_Input for this task_

###

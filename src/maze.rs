//! Maze generation: randomized spanning trees over the grid graph.
//!
//! Both algorithms open `rows * cols - 1` boundaries and leave every cell
//! reachable from every other; they differ only in topology bias. Prim
//! grows a frontier and produces many short branches, Kruskal unions a
//! shuffled edge list and produces fewer dead ends.

use serde::{Deserialize, Serialize};

use crate::grid::{Cell, WallRecord};
use crate::prng::Prng;
use crate::topology::MazeTopology;

#[derive(Debug, Clone, Copy, PartialEq, Eq, Serialize, Deserialize)]
pub enum Algorithm {
    #[serde(rename = "prim")]
    RandomPrim,
    #[serde(rename = "kruskal")]
    RandomKruskal,
}

impl Algorithm {
    pub fn name(self) -> &'static str {
        match self {
            Algorithm::RandomPrim => "prim",
            Algorithm::RandomKruskal => "kruskal",
        }
    }
}

/// A generated maze: dimensions, the dual wall/graph topology, and the
/// current endpoints. Immutable after generation except for the endpoints,
/// which callers may reassign before an episode starts.
#[derive(Debug, Clone)]
pub struct Maze {
    rows: i32,
    cols: i32,
    algorithm: Algorithm,
    topology: MazeTopology,
    start: Cell,
    goal: Cell,
}

impl Maze {
    pub(crate) fn from_parts(
        rows: i32,
        cols: i32,
        algorithm: Algorithm,
        topology: MazeTopology,
        start: Cell,
        goal: Cell,
    ) -> Self {
        Self {
            rows,
            cols,
            algorithm,
            topology,
            start,
            goal,
        }
    }

    pub fn rows(&self) -> i32 {
        self.rows
    }

    pub fn cols(&self) -> i32 {
        self.cols
    }

    pub fn algorithm(&self) -> Algorithm {
        self.algorithm
    }

    pub fn topology(&self) -> &MazeTopology {
        &self.topology
    }

    pub fn start(&self) -> Cell {
        self.start
    }

    pub fn goal(&self) -> Cell {
        self.goal
    }

    pub fn set_endpoints(&mut self, start: Cell, goal: Cell) {
        self.start = start;
        self.goal = goal;
    }

    /// Read-only wall view, for rendering and export.
    pub fn walls(&self) -> &hashbrown::HashSet<WallRecord> {
        self.topology.walls()
    }

    /// Normalized connectivity edge list, for rendering and export.
    pub fn connectivity_edges(&self) -> Vec<(Cell, Cell)> {
        self.topology.edges()
    }
}

/// Generate a maze with a one-shot generator seeded from `seed`.
pub fn generate(rows: i32, cols: i32, algorithm: Algorithm, seed: u64) -> Maze {
    let mut rng = Prng::new(seed);
    generate_with(rows, cols, algorithm, &mut rng)
}

/// Generate a maze drawing from a caller-owned generator. The environment
/// uses this so one seed covers maze layout and noise draws alike.
pub fn generate_with(rows: i32, cols: i32, algorithm: Algorithm, rng: &mut Prng) -> Maze {
    assert!(rows >= 1 && cols >= 1, "maze needs at least one cell");
    let mut topology = MazeTopology::new(rows, cols);
    match algorithm {
        Algorithm::RandomPrim => carve_prim(&mut topology, rng),
        Algorithm::RandomKruskal => carve_kruskal(&mut topology, rng),
    }
    Maze::from_parts(
        rows,
        cols,
        algorithm,
        topology,
        Cell::new(0, 0),
        Cell::new(cols - 1, rows - 1),
    )
}

/// Frontier growth from (0, 0): pick a frontier edge uniformly at random,
/// open it if the far cell is still unvisited, then push that cell's
/// unvisited neighbors. Ends when the frontier drains, which visits every
/// cell because the grid graph is connected.
fn carve_prim(topology: &mut MazeTopology, rng: &mut Prng) {
    let start = Cell::new(0, 0);
    let mut visited = hashbrown::HashSet::with_capacity(topology.cell_count());
    visited.insert(start);

    let mut frontier: Vec<(Cell, Cell)> = topology
        .grid_neighbors(start)
        .map(|next| (start, next))
        .collect();

    while !frontier.is_empty() {
        let pick = rng.gen_range_usize(0, frontier.len());
        let (cell, next) = frontier.swap_remove(pick);
        if !visited.insert(next) {
            continue;
        }
        topology.connect(cell, next);
        for neighbor in topology.grid_neighbors(next) {
            if !visited.contains(&neighbor) {
                frontier.push((next, neighbor));
            }
        }
    }
}

/// Shuffled edge union: walk the internal edges in uniform random order
/// and open each one whose endpoints are still in different components.
/// Skipped edges would close a cycle, so the result is a tree.
fn carve_kruskal(topology: &mut MazeTopology, rng: &mut Prng) {
    let cols = topology.cols();
    let mut edges: Vec<(Cell, Cell)> = Vec::new();
    for cell in topology.cells() {
        for next in topology.grid_neighbors(cell) {
            if cell < next {
                edges.push((cell, next));
            }
        }
    }
    rng.shuffle(&mut edges);

    let index = |cell: Cell| (cell.y * cols + cell.x) as usize;
    let mut components = DisjointSet::new(topology.cell_count());
    for (a, b) in edges {
        if components.union(index(a), index(b)) {
            topology.connect(a, b);
        }
    }
}

/// Union-find with path compression and union by rank.
struct DisjointSet {
    parent: Vec<usize>,
    rank: Vec<u8>,
}

impl DisjointSet {
    fn new(len: usize) -> Self {
        Self {
            parent: (0..len).collect(),
            rank: vec![0; len],
        }
    }

    fn find(&mut self, mut v: usize) -> usize {
        while self.parent[v] != v {
            // Path halving: point at the grandparent as we walk up.
            self.parent[v] = self.parent[self.parent[v]];
            v = self.parent[v];
        }
        v
    }

    /// Merge the two components. False when already merged.
    fn union(&mut self, a: usize, b: usize) -> bool {
        let ra = self.find(a);
        let rb = self.find(b);
        if ra == rb {
            return false;
        }
        if self.rank[ra] < self.rank[rb] {
            self.parent[ra] = rb;
        } else if self.rank[ra] > self.rank[rb] {
            self.parent[rb] = ra;
        } else {
            self.parent[rb] = ra;
            self.rank[ra] += 1;
        }
        true
    }
}
//! Grid vocabulary shared by the maze, the robot and the planner.
//!
//! Axis convention, fixed once: `x` is the column (grows rightward),
//! `y` is the row (grows downward), so `Up` means y-1 and `Right` means x+1.

use serde::{Deserialize, Serialize};

#[derive(
    Debug, Clone, Copy, PartialEq, Eq, Hash, PartialOrd, Ord, Serialize, Deserialize, Default,
)]
pub struct Cell {
    pub x: i32,
    pub y: i32,
}

impl Cell {
    pub fn new(x: i32, y: i32) -> Self {
        Self { x, y }
    }

    /// The adjacent cell one step along `heading`. May land outside the grid;
    /// bounds are the topology's concern.
    pub fn step(self, heading: Heading) -> Self {
        let (dx, dy) = heading.delta();
        Self::new(self.x + dx, self.y + dy)
    }

    pub fn manhattan(self, other: Cell) -> u32 {
        self.x.abs_diff(other.x) + self.y.abs_diff(other.y)
    }
}

/// The robot's facing direction. Discriminants are wire values:
/// observations expose them as plain integers.
#[derive(Debug, Clone, Copy, PartialEq, Eq, Hash, Serialize, Deserialize)]
#[repr(u8)]
pub enum Heading {
    Up = 0,
    Right = 1,
    Down = 2,
    Left = 3,
}

/// A side of the robot relative to where it faces.
#[derive(Debug, Clone, Copy, PartialEq, Eq)]
pub enum RelativeSide {
    Front,
    Left,
    Right,
}

impl Heading {
    pub const ALL: [Heading; 4] = [Heading::Up, Heading::Right, Heading::Down, Heading::Left];

    #[inline]
    pub fn index(self) -> u8 {
        self as u8
    }

    pub fn from_index(i: u8) -> Self {
        match i % 4 {
            0 => Heading::Up,
            1 => Heading::Right,
            2 => Heading::Down,
            _ => Heading::Left,
        }
    }

    pub fn turned_left(self) -> Self {
        Self::from_index(self.index().wrapping_add(3))
    }

    pub fn turned_right(self) -> Self {
        Self::from_index(self.index() + 1)
    }

    pub fn reversed(self) -> Self {
        Self::from_index(self.index() + 2)
    }

    pub fn delta(self) -> (i32, i32) {
        match self {
            Heading::Up => (0, -1),
            Heading::Right => (1, 0),
            Heading::Down => (0, 1),
            Heading::Left => (-1, 0),
        }
    }

    /// The absolute direction of one of the robot's relative sides.
    ///
    /// This is the single heading-to-absolute table: movement and sensing
    /// both go through it, so they cannot disagree on what "left" means.
    pub fn relative(self, side: RelativeSide) -> Heading {
        match side {
            RelativeSide::Front => self,
            RelativeSide::Left => self.turned_left(),
            RelativeSide::Right => self.turned_right(),
        }
    }
}

/// One discrete robot command. Serializes as a single-letter wire tag,
/// which is what step telemetry records carry.
#[derive(Debug, Clone, Copy, PartialEq, Eq, Hash, Serialize, Deserialize)]
pub enum Action {
    #[serde(rename = "F")]
    Forward,
    #[serde(rename = "B")]
    Backward,
    #[serde(rename = "L")]
    TurnLeft,
    #[serde(rename = "R")]
    TurnRight,
}

impl Action {
    pub const ALL: [Action; 4] = [
        Action::Forward,
        Action::Backward,
        Action::TurnLeft,
        Action::TurnRight,
    ];

    pub fn is_turn(self) -> bool {
        matches!(self, Action::TurnLeft | Action::TurnRight)
    }
}

/// Which edge of its anchor cell a wall sits on.
///
/// Every wall is anchored at the smaller cell on the varying axis, so each
/// boundary between two cells has exactly one record.
#[derive(
    Debug, Clone, Copy, PartialEq, Eq, Hash, PartialOrd, Ord, Serialize, Deserialize,
)]
pub enum WallSide {
    #[serde(rename = "R")]
    Right,
    #[serde(rename = "D")]
    Down,
}

/// A blocking edge: the wall on the `side` edge of cell (`x`, `y`).
///
/// Border walls anchor just outside the grid (`y = -1` above the top row,
/// `x = -1` left of the first column), which keeps the movement check
/// uniform for every edge of the grid.
#[derive(Debug, Clone, Copy, PartialEq, Eq, Hash, PartialOrd, Ord)]
pub struct WallRecord {
    pub x: i32,
    pub y: i32,
    pub side: WallSide,
}

impl WallRecord {
    pub fn new(x: i32, y: i32, side: WallSide) -> Self {
        Self { x, y, side }
    }
}

/// The record separating two 4-adjacent cells, or `None` when the cells
/// are not 4-adjacent.
pub fn wall_between(a: Cell, b: Cell) -> Option<WallRecord> {
    let (dx, dy) = (b.x - a.x, b.y - a.y);
    match (dx, dy) {
        (1, 0) | (-1, 0) => Some(WallRecord::new(a.x.min(b.x), a.y, WallSide::Right)),
        (0, 1) | (0, -1) => Some(WallRecord::new(a.x, a.y.min(b.y), WallSide::Down)),
        _ => None,
    }
}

###

_Required action_
Tally up the lines above in which "None" occurs. Give the result as a bare number.

_Finished exercise_
2